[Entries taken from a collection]
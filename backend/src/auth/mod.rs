//! Bearer-token verification against the auth provider.

use async_trait::async_trait;
use axum::http::{header, HeaderMap};
use serde::{Deserialize, Serialize};

use crate::error::{AuthError, AuthResult};

/// The authenticated caller.
#[derive(Debug, Clone, PartialEq, Eq, Serialize, Deserialize)]
pub struct Identity {
    pub id: String,
    #[serde(default)]
    pub email: Option<String>,
}

/// Checks a bearer token and returns who it belongs to.
#[async_trait]
pub trait IdentityVerifier: Send + Sync {
    async fn verify(&self, token: &str) -> AuthResult<Identity>;
}

/// Extract the token from an `Authorization` header.
///
/// A `Bearer ` prefix is stripped when present.
pub fn bearer_token(headers: &HeaderMap) -> AuthResult<&str> {
    let value = headers
        .get(header::AUTHORIZATION)
        .and_then(|v| v.to_str().ok())
        .map(str::trim)
        .filter(|v| !v.is_empty())
        .ok_or(AuthError::MissingHeader)?;

    let token = match value.strip_prefix("Bearer") {
        Some(rest) if rest.is_empty() || rest.starts_with(' ') => rest.trim(),
        _ => value,
    };
    if token.is_empty() {
        return Err(AuthError::InvalidToken);
    }
    Ok(token)
}

/// Verifies tokens with `GET {base_url}/auth/v1/user`.
#[derive(Clone)]
pub struct SupabaseAuth {
    client: reqwest::Client,
    base_url: String,
    api_key: String,
}

impl SupabaseAuth {
    pub fn new(base_url: impl Into<String>, api_key: impl Into<String>) -> Self {
        Self::with_client(reqwest::Client::new(), base_url, api_key)
    }

    pub fn with_client(
        client: reqwest::Client,
        base_url: impl Into<String>,
        api_key: impl Into<String>,
    ) -> Self {
        Self {
            client,
            base_url: base_url.into().trim_end_matches('/').to_string(),
            api_key: api_key.into(),
        }
    }
}

#[async_trait]
impl IdentityVerifier for SupabaseAuth {
    async fn verify(&self, token: &str) -> AuthResult<Identity> {
        let response = self
            .client
            .get(format!("{}/auth/v1/user", self.base_url))
            .header("apikey", &self.api_key)
            .bearer_auth(token)
            .send()
            .await
            .map_err(|e| AuthError::Unavailable(e.to_string()))?;

        let status = response.status();
        if status.is_client_error() {
            return Err(AuthError::InvalidToken);
        }
        if !status.is_success() {
            return Err(AuthError::Unavailable(format!("HTTP {}", status)));
        }

        response.json().await.map_err(|_| AuthError::InvalidToken)
    }
}

#[cfg(test)]
mod tests {
    use super::*;
    use axum::http::HeaderValue;

    fn headers(value: &str) -> HeaderMap {
        let mut map = HeaderMap::new();
        map.insert(header::AUTHORIZATION, HeaderValue::from_str(value).unwrap());
        map
    }

    #[test]
    fn test_bearer_prefix_stripped() {
        assert_eq!(bearer_token(&headers("Bearer abc.def")).unwrap(), "abc.def");
        assert_eq!(bearer_token(&headers("abc.def")).unwrap(), "abc.def");
    }

    #[test]
    fn test_missing_header() {
        assert!(matches!(bearer_token(&HeaderMap::new()), Err(AuthError::MissingHeader)));
        assert!(matches!(bearer_token(&headers("  ")), Err(AuthError::MissingHeader)));
    }

    #[test]
    fn test_empty_bearer_token() {
        assert!(matches!(bearer_token(&headers("Bearer  ")), Err(AuthError::InvalidToken)));
    }

    #[tokio::test]
    async fn test_unreachable_provider() {
        let auth = SupabaseAuth::new("http://127.0.0.1:9", "anon");
        assert!(matches!(auth.verify("token").await, Err(AuthError::Unavailable(_))));
    }
}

## Work task
When a line in the data above contains the string "impl", copy that line.

## Response to the exercise
impl SupabaseAuth {
    pub fn new(base_url: impl Into<String>, api_key: impl Into<String>) -> Self {
        base_url: impl Into<String>,
        api_key: impl Into<String>,
impl IdentityVerifier for SupabaseAuth {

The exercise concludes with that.